この章で説明される手順は、特記がない限り、全ての実施例に適用される。
プローブの組は、少なくとも48種類のオリゴヌクレオチドからなるように設計され、該オリゴヌクレオチドは、それぞれ、長さがヌクレオチド17個から22個までのばらつきがあり、3’アミノ基修飾剤(amine modifiers)を含む(FKBP5 mRNAは63種類のオリゴヌクレオチドを用いて、FLJ11127 mRNAは53種類のオリゴヌクレオチドを用いて、Map2 mRNAは、72種類のオリゴヌクレオチドを用いて、それぞれ標識された)。また、前記オリゴヌクレオチドのGC含量は、できるだけ45%近くに設定された。前記オリゴヌクレオチドは、プールされ、1回の反応で蛍光色素と結合され、その後、未結合のオリゴヌクレオチドと未反応の蛍光色素とはHPLC精製により除去された。

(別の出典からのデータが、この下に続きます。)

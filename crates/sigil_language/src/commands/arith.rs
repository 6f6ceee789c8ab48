//! Arithmetic and bitwise commands.
//!
//! All binary entries follow the table-wide slot convention: slot 1 (the
//! topmost value) is the right-hand operand, so `3 4 -` is `3 - 4`.

use sigil_foundation::{Result, Value, ops};

use crate::commands::CommandSet;

pub(crate) fn register(set: &mut CommandSet) -> Result<()> {
    set.binary("+", ops::arith::add)?;
    set.binary("-", ops::arith::subtract)?;
    set.binary("*", ops::arith::multiply)?;
    set.binary("/", ops::arith::divide)?;
    set.binary("%", ops::arith::modulo)?;
    set.binary("ḭ", ops::arith::int_divide)?;
    set.binary("ḋ", ops::arith::divmod)?;
    set.binary("e", ops::arith::exponate)?;
    set.binary("•", ops::arith::log_base)?;

    set.unary("N", ops::arith::negate)?;
    set.unary("½", ops::arith::halve)?;
    set.unary("d", |v| ops::arith::multiply(v, Value::Int(2)))?;
    set.unary("⌐", ops::arith::complement)?;
    set.unary("ȧ", ops::arith::abs)?;
    set.unary("±", ops::arith::sign)?;
    set.unary("√", ops::arith::sqrt)?;
    set.unary("²", ops::arith::square)?;
    set.unary("Ǎ", ops::arith::two_power)?;
    set.unary("⌈", ops::arith::ceiling)?;
    set.unary("⌊", ops::arith::floor)?;
    set.unary("ṙ", ops::arith::round)?;
    set.unary("›", |v| ops::arith::add(v, Value::Int(1)))?;
    set.unary("‹", |v| ops::arith::subtract(v, Value::Int(1)))?;
    set.unary("∷", |v| ops::arith::modulo(v, Value::Int(2)))?;

    set.unary("¡", ops::number::factorial)?;
    set.binary("ƈ", ops::number::ncr)?;
    set.unary("æ", ops::number::prime_check)?;
    set.unary("K", ops::number::divisors)?;
    set.unary("ǎ", ops::number::nth_prime)?;
    set.unary("Ǐ", ops::number::prime_factors)?;
    set.unary("ǐ", ops::number::all_prime_factors)?;
    set.binary("Ǒ", ops::number::multiplicity)?;
    set.binary("Ḋ", ops::number::is_divisible)?;
    set.unary_ref("ǒ", |v| match v {
        Value::Str(s) => Ok(Value::from(s.is_empty())),
        Value::List(l) => Ok(Value::from(l.is_empty())),
        _ => Ok(Value::from(false)),
    })?;
    set.unary("ġ", ops::number::gcd_list)?;
    set.unary("ƒ", ops::number::fractionify)?;
    set.unary("ɖ", ops::number::decimalify)?;

    // Ranges. ʀ/ʁ/ɾ/ɽ are the four one-operand range flavors; r is the
    // two-operand orderless range.
    set.unary("ʀ", |v| {
        ops::number::orderless_range(Value::Int(0), ops::arith::add(v, Value::Int(1))?)
    })?;
    set.unary("ʁ", |v| ops::number::orderless_range(Value::Int(0), v))?;
    set.unary("ɾ", |v| {
        ops::number::orderless_range(Value::Int(1), ops::arith::add(v, Value::Int(1))?)
    })?;
    set.unary("ɽ", |v| ops::number::orderless_range(Value::Int(1), v))?;
    set.binary("r", ops::number::orderless_range)?;

    // Bitwise family.
    set.binary("⋏", ops::arith::bit_and)?;
    set.binary("⋎", ops::arith::bit_or)?;
    set.binary("꘍", ops::arith::bit_xor)?;
    set.unary("ꜝ", ops::arith::bit_not)?;
    set.binary("↳", ops::arith::rshift)?;
    set.binary("↲", ops::arith::lshift)?;

    // ₂ / ₃: divisibility for numbers, length shape for sequences.
    set.unary_ref("₂", |v| match v {
        Value::Int(_) | Value::Float(_) => {
            ops::number::is_divisible(v.clone(), Value::Int(2))
        }
        _ => Ok(Value::from(ops::to_vec(v)?.len() % 2 == 0)),
    })?;
    set.unary_ref("₃", |v| match v {
        Value::Int(_) | Value::Float(_) => {
            ops::number::is_divisible(v.clone(), Value::Int(3))
        }
        _ => Ok(Value::from(ops::to_vec(v)?.len() == 1)),
    })?;

    Ok(())
}
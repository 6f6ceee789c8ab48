//! Stack-structure commands: duplicate, swap, reverse, wrap, rotate.
//!
//! These manipulate the evaluation stack directly, so most are bespoke
//! templates rather than primitive invocations.

use sigil_foundation::{Result, Value, ops};

use crate::command::Outcome;
use crate::commands::CommandSet;

pub(crate) fn register(set: &mut CommandSet) -> Result<()> {
    // $ swap: [a, b] -> [b, a]
    set.op("$", 2, |_, operands| {
        let (lhs, rhs) = operands.binary();
        Ok(Outcome::Many(vec![rhs, lhs]))
    })?;

    // : duplicate the top value
    set.op(":", 1, |_, operands| {
        let value = operands.unary();
        Ok(Outcome::Many(vec![value.clone(), value]))
    })?;

    // D triplicate the top value
    set.op("D", 1, |_, operands| {
        let value = operands.unary();
        Ok(Outcome::Many(vec![value.clone(), value.clone(), value]))
    })?;

    // Ȯ push a copy of the second value; on a short stack, read an input
    set.op("Ȯ", 0, |interp, _| {
        let depth = interp.env.stack.len();
        let value = if depth >= 2 {
            interp.env.stack[depth - 2].clone()
        } else {
            interp.env.next_input()
        };
        Ok(Outcome::One(value))
    })?;

    // ∇ rotate the top three: [a, b, c] -> [c, a, b]
    set.op("∇", 3, |_, operands| {
        let (a, b, c) = operands.ternary();
        Ok(Outcome::Many(vec![c, a, b]))
    })?;

    // ^ reverse the whole stack
    set.op("^", 0, |interp, _| {
        interp.env.stack.reverse();
        Ok(Outcome::Nothing)
    })?;

    // _ pop and discard
    set.op("_", 1, |_, _| Ok(Outcome::Nothing))?;

    // „ / ‟ rotate the whole stack left / right
    set.op("„", 0, |interp, _| {
        if !interp.env.stack.is_empty() {
            interp.env.stack.rotate_left(1);
        }
        Ok(Outcome::Nothing)
    })?;
    set.op("‟", 0, |interp, _| {
        if !interp.env.stack.is_empty() {
            interp.env.stack.rotate_right(1);
        }
        Ok(Outcome::Nothing)
    })?;

    // ! push the stack depth (without consuming anything)
    set.op("!", 0, |interp, _| {
        Ok(Outcome::One(Value::from(interp.env.stack.len())))
    })?;

    // W wrap the whole stack into one list
    set.op("W", 0, |interp, _| {
        let all = std::mem::take(&mut interp.env.stack);
        Ok(Outcome::One(Value::list(all)))
    })?;

    // Ṡ replace the whole stack with its sum
    set.op("Ṡ", 0, |interp, _| {
        let all = std::mem::take(&mut interp.env.stack);
        Ok(Outcome::One(ops::seq::summate(&Value::list(all))?))
    })?;

    // " wrap the top two into a list
    set.op("\"", 2, |_, operands| {
        let (lhs, rhs) = operands.binary();
        Ok(Outcome::One(Value::list([lhs, rhs])))
    })?;

    // w wrap the top value into a one-element list
    set.op("w", 1, |_, operands| {
        Ok(Outcome::One(Value::list([operands.unary()])))
    })?;

    // ÷ unpack a sequence onto the stack
    set.op("÷", 1, |_, operands| {
        Ok(Outcome::Many(ops::to_vec(&operands.unary())?))
    })?;

    // y uninterleave into the even- and odd-indexed halves
    set.op("y", 1, |_, operands| {
        let (evens, odds) = ops::seq::uninterleave(&operands.unary())?;
        Ok(Outcome::Many(vec![evens, odds]))
    })?;

    // ḣ split into head and rest
    set.op("ḣ", 1, |_, operands| {
        let value = operands.unary();
        let head = ops::seq::head(&value)?;
        let rest = ops::seq::rest(&value)?;
        Ok(Outcome::Many(vec![head, rest]))
    })?;

    // ṫ split into init and last
    set.op("ṫ", 1, |_, operands| {
        let value = operands.unary();
        let init = ops::seq::init(&value)?;
        let last = ops::seq::last(&value)?;
        Ok(Outcome::Many(vec![init, last]))
    })?;

    // Ḃ push the value and its reverse
    set.op("Ḃ", 1, |_, operands| {
        let value = operands.unary();
        let reversed = ops::seq::reverse(&value)?;
        Ok(Outcome::Many(vec![value, reversed]))
    })?;

    // Q halt the program cleanly
    set.op("Q", 0, |interp, _| {
        interp.env.halted = true;
        Ok(Outcome::Nothing)
    })?;

    Ok(())
}

#[cfg(test)]
mod tests {
    use crate::interp::eval;
    use sigil_foundation::Value;

    #[test]
    fn swap_and_duplicate() {
        assert_eq!(eval("1 2$").unwrap(), vec![Value::Int(2), Value::Int(1)]);
        assert_eq!(
            eval("1 2:").unwrap(),
            vec![Value::Int(1), Value::Int(2), Value::Int(2)]
        );
        assert_eq!(
            eval("7D").unwrap(),
            vec![Value::Int(7), Value::Int(7), Value::Int(7)]
        );
    }

    #[test]
    fn rotate_three() {
        assert_eq!(
            eval("1 2 3∇").unwrap(),
            vec![Value::Int(3), Value::Int(1), Value::Int(2)]
        );
    }

    #[test]
    fn reverse_and_rotate_stack() {
        assert_eq!(
            eval("1 2 3^").unwrap(),
            vec![Value::Int(3), Value::Int(2), Value::Int(1)]
        );
        assert_eq!(
            eval("1 2 3„").unwrap(),
            vec![Value::Int(2), Value::Int(3), Value::Int(1)]
        );
        assert_eq!(
            eval("1 2 3‟").unwrap(),
            vec![Value::Int(3), Value::Int(1), Value::Int(2)]
        );
    }

    #[test]
    fn stack_depth_and_wrap() {
        assert_eq!(
            eval("1 2!").unwrap(),
            vec![Value::Int(1), Value::Int(2), Value::Int(2)]
        );
        assert_eq!(
            eval("1 2 3W").unwrap(),
            vec![Value::from(vec![1i64, 2, 3])]
        );
        assert_eq!(eval("1 2 3Ṡ").unwrap(), vec![Value::Int(6)]);
    }

    #[test]
    fn pair_and_single_wrap() {
        assert_eq!(
            eval("1 2\"").unwrap(),
            vec![Value::from(vec![1i64, 2])]
        );
        assert_eq!(eval("5w").unwrap(), vec![Value::from(vec![5i64])]);
    }

    #[test]
    fn unpack_and_splits() {
        assert_eq!(
            eval("3ɾ÷").unwrap(),
            vec![Value::Int(1), Value::Int(2), Value::Int(3)]
        );
        assert_eq!(
            eval("3ɾḣ").unwrap(),
            vec![Value::Int(1), Value::from(vec![2i64, 3])]
        );
        assert_eq!(
            eval("3ɾṫ").unwrap(),
            vec![Value::from(vec![1i64, 2]), Value::Int(3)]
        );
    }

    #[test]
    fn over_reads_second() {
        assert_eq!(
            eval("1 2Ȯ").unwrap(),
            vec![Value::Int(1), Value::Int(2), Value::Int(1)]
        );
    }

    #[test]
    fn discard() {
        assert_eq!(eval("1 2_").unwrap(), vec![Value::Int(1)]);
    }
}
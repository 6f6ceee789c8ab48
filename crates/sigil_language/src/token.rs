//! Raw tokens produced by the lexer.

/// A token from lexical analysis.
#[derive(Clone, Debug, PartialEq)]
pub struct Token {
    /// The type and value of this token.
    pub kind: TokenKind,
    /// Byte offset of the token's first symbol in the source.
    pub position: usize,
}

impl Token {
    /// Creates a new token.
    #[must_use]
    pub const fn new(kind: TokenKind, position: usize) -> Self {
        Self { kind, position }
    }
}

/// Token types for Sigil source.
#[derive(Clone, Debug, PartialEq)]
pub enum TokenKind {
    /// Numeric literal: a digit run, optionally with a decimal point.
    Number(String),
    /// Text literal: `` `…` `` (backtick-delimited) or `‛xy` (two symbols).
    Str(String),
    /// `λ`, opening a lambda body.
    LambdaOpen,
    /// `;`, closing a lambda body.
    LambdaClose,
    /// `|`, separating a lambda's arity digits from its body.
    Bar,
    /// A command or transformer token (one symbol, or two under an
    /// extension prefix).
    Glyph(String),
    /// End of input.
    Eof,
}
//! Code page properties.
//!
//! The page's content and ordering are a compatibility surface for every
//! previously-encoded literal, so these tests pin them exactly.

use sigil_language::{CODE_PAGE, CodePage};

#[test]
fn exactly_256_symbols() {
    assert_eq!(CODE_PAGE.chars().count(), 256);
}

#[test]
fn round_trip_all_bytes() {
    let page = CodePage::new().unwrap();
    for b in 0..=255u8 {
        assert_eq!(page.byte_of(page.symbol_of(b)), Some(b));
    }
}

#[test]
fn symbols_are_pairwise_distinct() {
    let mut seen = std::collections::HashSet::new();
    for c in CODE_PAGE.chars() {
        assert!(seen.insert(c), "duplicate symbol {c:?}");
    }
}

#[test]
fn ascii_anchors_match_their_byte_values() {
    // The printable-ASCII region keeps its usual byte values (the page
    // reorders only the `^_ cluster).
    let page = CodePage::new().unwrap();
    assert_eq!(page.byte_of('!'), Some(33));
    assert_eq!(page.byte_of('0'), Some(48));
    assert_eq!(page.byte_of('9'), Some(57));
    assert_eq!(page.byte_of('A'), Some(65));
    assert_eq!(page.byte_of('a'), Some(97));
    assert_eq!(page.byte_of('~'), Some(126));
}

#[test]
fn off_page_symbols_have_no_byte() {
    let page = CodePage::new().unwrap();
    assert_eq!(page.byte_of('☃'), None);
    assert!(!page.contains('é'));
}
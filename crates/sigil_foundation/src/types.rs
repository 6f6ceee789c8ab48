//! Runtime type descriptors for error reporting.

use std::fmt;

#[cfg(feature = "serde")]
use serde::{Deserialize, Serialize};

/// The runtime kind of a [`crate::Value`].
///
/// The value model is a closed set: every operand and result is one of these
/// kinds, and every operation boundary matches exhaustively over them.
#[derive(Clone, Copy, Debug, PartialEq, Eq, Hash)]
#[cfg_attr(feature = "serde", derive(Serialize, Deserialize))]
pub enum Type {
    /// Numeric value (integer or float).
    Num,
    /// Text value.
    Str,
    /// Sequence value (eager or lazily produced).
    List,
    /// Function value.
    Fn,
    /// Two-element record.
    Pair,
    /// Any kind (used for "expected" slots that accept everything).
    Any,
}

impl fmt::Display for Type {
    fn fmt(&self, f: &mut fmt::Formatter<'_>) -> fmt::Result {
        let name = match self {
            Self::Num => "number",
            Self::Str => "text",
            Self::List => "list",
            Self::Fn => "function",
            Self::Pair => "pair",
            Self::Any => "any",
        };
        write!(f, "{name}")
    }
}
//! The process-wide tables: code page, command table, transformer table.
//!
//! All three are built once by [`Tables::new`] at process start and never
//! mutated. Construction validates everything the tables guarantee
//! (256 distinct code-page symbols, unique well-formed tokens, disjoint
//! key spaces); any violation is a fatal `MalformedTable` error: the build
//! is defective, so the system refuses to start rather than degrade.

use sigil_foundation::{Error, Result};

use crate::codepage::CodePage;
use crate::command::Command;
use crate::commands::{self, CommandSet};
use crate::lexer::EXTENSION_PREFIXES;
use crate::transform::{Transformer, TransformerSet};

/// The immutable table bundle the driver consults for every token.
pub struct Tables {
    codepage: CodePage,
    commands: CommandSet,
    transformers: TransformerSet,
}

impl Tables {
    /// Builds and validates the tables.
    ///
    /// # Errors
    ///
    /// Returns `MalformedTable` for duplicate tokens, malformed token
    /// shapes, overlapping command/transformer key spaces, or a defective
    /// code page.
    pub fn new() -> Result<Self> {
        let codepage = CodePage::new()?;
        let commands = commands::build()?;
        let transformers = TransformerSet::new()?;

        for token in transformers.tokens() {
            if commands.contains(token) {
                return Err(Error::malformed_table(format!(
                    "token {token:?} registered as both command and transformer"
                )));
            }
        }
        for token in commands.tokens().chain(transformers.tokens()) {
            validate_token_shape(&codepage, token)?;
        }

        Ok(Self {
            codepage,
            commands,
            transformers,
        })
    }

    /// The code page.
    #[must_use]
    pub fn codepage(&self) -> &CodePage {
        &self.codepage
    }

    /// Exact-match command lookup. No prefix matching happens here; the
    /// lexer resolves extension prefixes before tokens reach this layer.
    #[must_use]
    pub fn lookup(&self, token: &str) -> Option<&Command> {
        self.commands.get(token)
    }

    /// Exact-match transformer lookup.
    #[must_use]
    pub fn transformer(&self, token: &str) -> Option<&Transformer> {
        self.transformers.get(token)
    }

    /// Whether the token is a transformer.
    #[must_use]
    pub fn is_transformer(&self, token: &str) -> bool {
        self.transformers.contains(token)
    }

    /// How many function values the transformer grabs (1 when unknown).
    #[must_use]
    pub fn transformer_operands(&self, token: &str) -> u8 {
        self.transformers.get(token).map_or(1, |t| t.operands)
    }

    /// Every registered command token (for table-wide property tests).
    pub fn command_tokens(&self) -> impl Iterator<Item = &'static str> + '_ {
        self.commands.tokens()
    }
}

// A token is one code-page symbol, or two where the first is an extension
// prefix.
fn validate_token_shape(codepage: &CodePage, token: &str) -> Result<()> {
    let symbols: Vec<char> = token.chars().collect();
    let well_formed = match symbols.as_slice() {
        [one] => codepage.contains(*one),
        [first, second] => {
            EXTENSION_PREFIXES.contains(first)
                && codepage.contains(*first)
                && codepage.contains(*second)
        }
        _ => false,
    };
    if well_formed {
        Ok(())
    } else {
        Err(Error::malformed_table(format!(
            "token {token:?} is not a well-formed code-page token"
        )))
    }
}
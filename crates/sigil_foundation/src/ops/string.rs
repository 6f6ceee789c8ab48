//! Text primitives: splitting, joining, replacement, and layout.

use crate::error::Error;
use crate::types::Type;
use crate::value::Value;

use super::{str_of, to_vec};

/// Splits `lhs` on `rhs` (both rendered as text).
pub fn split(lhs: &Value, rhs: &Value) -> crate::Result<Value> {
    let haystack = str_of(lhs);
    let sep = str_of(rhs);
    if sep.is_empty() {
        return Ok(Value::list(haystack.chars().map(Value::from)));
    }
    Ok(Value::list(
        haystack.split(sep.as_str()).map(Value::from),
    ))
}

/// Splits like [`split`] but keeps the delimiter as its own element.
pub fn split_keep(lhs: &Value, rhs: &Value) -> crate::Result<Value> {
    let haystack = str_of(lhs);
    let sep = str_of(rhs);
    if sep.is_empty() {
        return split(lhs, rhs);
    }
    let mut out = Vec::new();
    let mut rest = haystack.as_str();
    while let Some(pos) = rest.find(sep.as_str()) {
        out.push(Value::from(&rest[..pos]));
        out.push(Value::from(sep.as_str()));
        rest = &rest[pos + sep.len()..];
    }
    out.push(Value::from(rest));
    Ok(Value::list(out))
}

/// Joins a sequence's elements with a separator.
pub fn join_on(seq: &Value, sep: &Value) -> crate::Result<Value> {
    let items = to_vec(seq)?;
    let sep = str_of(sep);
    let joined = items
        .iter()
        .map(str_of)
        .collect::<Vec<_>>()
        .join(sep.as_str());
    Ok(Value::from(joined))
}

/// Joins a sequence's elements with newlines.
pub fn join_newlines(seq: &Value) -> crate::Result<Value> {
    join_on(seq, &Value::from("\n"))
}

/// Splits text on newlines; a number becomes the power of ten instead.
pub fn split_newlines_or_pow_ten(v: &Value) -> crate::Result<Value> {
    match v {
        Value::Int(_) | Value::Float(_) => {
            super::arith::exponate(Value::Int(10), v.clone())
        }
        _ => Ok(Value::list(str_of(v).lines().map(Value::from))),
    }
}

/// Strips `rhs`'s symbols from both ends of `lhs`.
pub fn strip(lhs: &Value, rhs: &Value) -> crate::Result<Value> {
    let text = str_of(lhs);
    let pattern = str_of(rhs);
    let chars: Vec<char> = pattern.chars().collect();
    Ok(Value::from(text.trim_matches(|c| chars.contains(&c))))
}

/// Replaces every occurrence of `needle` with `replacement` (one pass).
pub fn replace(haystack: &Value, needle: &Value, replacement: &Value) -> crate::Result<Value> {
    let h = str_of(haystack);
    let n = str_of(needle);
    let r = str_of(replacement);
    if n.is_empty() {
        return Ok(Value::from(h));
    }
    Ok(Value::from(h.replace(n.as_str(), r.as_str())))
}

/// Replaces until a fixed point is reached.
pub fn infinite_replace(
    haystack: &Value,
    needle: &Value,
    replacement: &Value,
) -> crate::Result<Value> {
    let n = str_of(needle);
    let r = str_of(replacement);
    if n.is_empty() || r.contains(n.as_str()) {
        // Replacement reintroducing the needle would never converge.
        return replace(haystack, needle, replacement);
    }
    let mut current = str_of(haystack);
    loop {
        let next = current.replace(n.as_str(), r.as_str());
        if next == current {
            return Ok(Value::from(next));
        }
        current = next;
    }
}

/// Whether `lhs` (as text) starts with `rhs`.
pub fn starts_with(lhs: &Value, rhs: &Value) -> crate::Result<Value> {
    Ok(Value::from(
        str_of(lhs).starts_with(str_of(rhs).as_str()),
    ))
}

/// Appends `s` unless `n` is 1: the classic pluralizer.
pub fn pluralise(word: &Value, n: &Value) -> crate::Result<Value> {
    let count = n.expect_int()?;
    let w = str_of(word);
    if count == 1 {
        Ok(Value::from(w))
    } else {
        Ok(Value::from(format!("{w}s")))
    }
}

/// Centres each line of a sequence within the longest line's width.
pub fn centre(v: &Value) -> crate::Result<Value> {
    let lines: Vec<String> = match v {
        Value::Str(s) => s.lines().map(ToString::to_string).collect(),
        _ => to_vec(v)?.iter().map(str_of).collect(),
    };
    let width = lines.iter().map(|l| l.chars().count()).max().unwrap_or(0);
    let centred: Vec<Value> = lines
        .into_iter()
        .map(|l| {
            let pad = (width - l.chars().count()) / 2;
            Value::from(format!("{}{l}", " ".repeat(pad)))
        })
        .collect();
    Ok(Value::list(centred))
}

/// Joins a sequence's elements vertically: element `i` of each row becomes
/// column `i`, padded with spaces.
pub fn vertical_join(v: &Value, pad: &Value) -> crate::Result<Value> {
    let rows: Vec<String> = to_vec(v)?.iter().map(str_of).collect();
    let height = rows.iter().map(|r| r.chars().count()).max().unwrap_or(0);
    let pad_char = str_of(pad).chars().next().unwrap_or(' ');
    let mut lines = Vec::with_capacity(height);
    for level in (0..height).rev() {
        let line: String = rows
            .iter()
            .map(|row| {
                let chars: Vec<char> = row.chars().collect();
                if chars.len() > level {
                    chars[chars.len() - 1 - level]
                } else {
                    pad_char
                }
            })
            .collect();
        lines.push(line);
    }
    Ok(Value::from(lines.join("\n")))
}

/// Mirrors each line around a vertical axis.
pub fn vertical_mirror(v: &Value, flip: Option<(&str, &str)>) -> crate::Result<Value> {
    let text = str_of(v);
    let mirrored: Vec<String> = text
        .lines()
        .map(|line| {
            let reversed: String = line.chars().rev().collect();
            let reversed = match flip {
                Some((from, to)) => reversed
                    .chars()
                    .map(|c| {
                        from.chars()
                            .position(|f| f == c)
                            .and_then(|i| to.chars().nth(i))
                            .unwrap_or(c)
                    })
                    .collect(),
                None => reversed,
            };
            format!("{line}{reversed}")
        })
        .collect();
    Ok(Value::from(mirrored.join("\n")))
}

/// The bracket-aware vertical mirror: reversed halves flip `()[]{}<>/\`.
pub fn flip_brackets_vertical_mirror(v: &Value) -> crate::Result<Value> {
    vertical_mirror(v, Some(("()[]{}<>/\\", ")(][}{><\\/")))
}

/// Run-length encodes into `[element, count]` rows.
pub fn run_length_encode(v: &Value) -> crate::Result<Value> {
    let groups = super::seq::group_consecutive(v)?;
    let rows: Vec<Value> = groups
        .as_list()
        .map(|l| {
            l.materialize()
                .into_iter()
                .map(|g| {
                    let items = g.as_list().map(crate::List::materialize).unwrap_or_default();
                    let head = items.first().cloned().unwrap_or(Value::Int(0));
                    Value::list([head, Value::from(items.len())])
                })
                .collect()
        })
        .unwrap_or_default();
    Ok(Value::list(rows))
}

/// Decodes `[element, count]` rows back into a flat sequence.
pub fn run_length_decode(v: &Value) -> crate::Result<Value> {
    let rows = to_vec(v)?;
    let mut out: Vec<Value> = Vec::new();
    let mut all_text = true;
    for row in rows {
        let pair = to_vec(&row)?;
        if pair.len() != 2 {
            return Err(Error::type_mismatch(Type::Pair, row.value_type()));
        }
        let count = usize::try_from(pair[1].expect_int()?.max(0)).unwrap_or(0);
        all_text &= matches!(pair[0], Value::Str(_));
        out.extend(std::iter::repeat_n(pair[0].clone(), count));
    }
    if all_text {
        let joined: String = out.iter().filter_map(Value::as_str).collect();
        Ok(Value::from(joined))
    } else {
        Ok(Value::list(out))
    }
}

/// Splits text into runs of word symbols and runs of everything else.
pub fn split_on_words(v: &Value) -> crate::Result<Value> {
    let text = str_of(v);
    let mut out: Vec<Value> = Vec::new();
    let mut current = String::new();
    let mut current_is_word: Option<bool> = None;
    for c in text.chars() {
        let is_word = c.is_alphanumeric() || c == '_';
        if current_is_word == Some(is_word) || current.is_empty() {
            current.push(c);
        } else {
            out.push(Value::from(std::mem::take(&mut current)));
            current.push(c);
        }
        current_is_word = Some(is_word);
    }
    if !current.is_empty() {
        out.push(Value::from(current));
    }
    Ok(Value::list(out))
}

/// Quotes a value back into source form.
pub fn uneval(v: &Value) -> crate::Result<Value> {
    let text = str_of(v);
    let escaped = text.replace('\\', "\\\\").replace('`', "\\`");
    Ok(Value::from(format!("`{escaped}`")))
}

#[cfg(test)]
mod tests {
    use super::*;

    #[test]
    fn splitting() {
        assert_eq!(
            split(&Value::from("a,b"), &Value::from(",")).unwrap(),
            Value::list([Value::from("a"), Value::from("b")])
        );
        assert_eq!(
            split_keep(&Value::from("a,b"), &Value::from(",")).unwrap(),
            Value::list([Value::from("a"), Value::from(","), Value::from("b")])
        );
    }

    #[test]
    fn joining() {
        let v = Value::list([Value::Int(1), Value::Int(2)]);
        assert_eq!(join_on(&v, &Value::from("-")).unwrap(), Value::from("1-2"));
        assert_eq!(join_newlines(&v).unwrap(), Value::from("1\n2"));
    }

    #[test]
    fn newline_split_or_pow_ten() {
        assert_eq!(
            split_newlines_or_pow_ten(&Value::from("a\nb")).unwrap(),
            Value::list([Value::from("a"), Value::from("b")])
        );
        assert_eq!(
            split_newlines_or_pow_ten(&Value::Int(3)).unwrap(),
            Value::Int(1000)
        );
    }

    #[test]
    fn replacement() {
        assert_eq!(
            replace(&Value::from("aaa"), &Value::from("a"), &Value::from("b")).unwrap(),
            Value::from("bbb")
        );
        assert_eq!(
            infinite_replace(&Value::from("aaab"), &Value::from("aa"), &Value::from("a")).unwrap(),
            Value::from("ab")
        );
    }

    #[test]
    fn stripping() {
        assert_eq!(
            strip(&Value::from("xxhixx"), &Value::from("x")).unwrap(),
            Value::from("hi")
        );
    }

    #[test]
    fn prefixes_and_plurals() {
        assert_eq!(
            starts_with(&Value::from("hello"), &Value::from("he")).unwrap(),
            Value::Int(1)
        );
        assert_eq!(
            pluralise(&Value::from("cat"), &Value::Int(2)).unwrap(),
            Value::from("cats")
        );
        assert_eq!(
            pluralise(&Value::from("cat"), &Value::Int(1)).unwrap(),
            Value::from("cat")
        );
    }

    #[test]
    fn run_length_round_trip() {
        let encoded = run_length_encode(&Value::from("aab")).unwrap();
        assert_eq!(
            encoded,
            Value::list([
                Value::list([Value::from("a"), Value::Int(2)]),
                Value::list([Value::from("b"), Value::Int(1)]),
            ])
        );
        assert_eq!(run_length_decode(&encoded).unwrap(), Value::from("aab"));
    }

    #[test]
    fn word_split() {
        assert_eq!(
            split_on_words(&Value::from("ab, cd")).unwrap(),
            Value::list([
                Value::from("ab"),
                Value::from(", "),
                Value::from("cd"),
            ])
        );
    }

    #[test]
    fn quoting() {
        assert_eq!(uneval(&Value::from("hi")).unwrap(), Value::from("`hi`"));
    }

    #[test]
    fn vertical_layout() {
        let v = Value::list([Value::from("ab"), Value::from("c")]);
        let joined = vertical_join(&v, &Value::from(" ")).unwrap();
        assert_eq!(joined, Value::from("a \nbc"));
    }
}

FISHに備え、サンプルは全て、3.7%ホルムアルデヒドで固定され、エタノールで透過処理が施された。Feminoらにより概要が示されたのと同様の緩衝剤及び条件を用いてハイブリダイゼーションが実施されたが、重要な相違点は、使用するホルムアミドの量を10%まで減少させることにより、ハイブリダイゼーションのストリンジェンシーをより低下させることである。最適なシグナルを発生する前記プローブの濃度は、経験的に決定された。
全ての画像は標準的な広視野蛍光顕微鏡を用いて取得された。コンピューターによる検出と、粒子の計数とは、粒子のシグナルを強調するために設計された線形フィルターを用いて実施された。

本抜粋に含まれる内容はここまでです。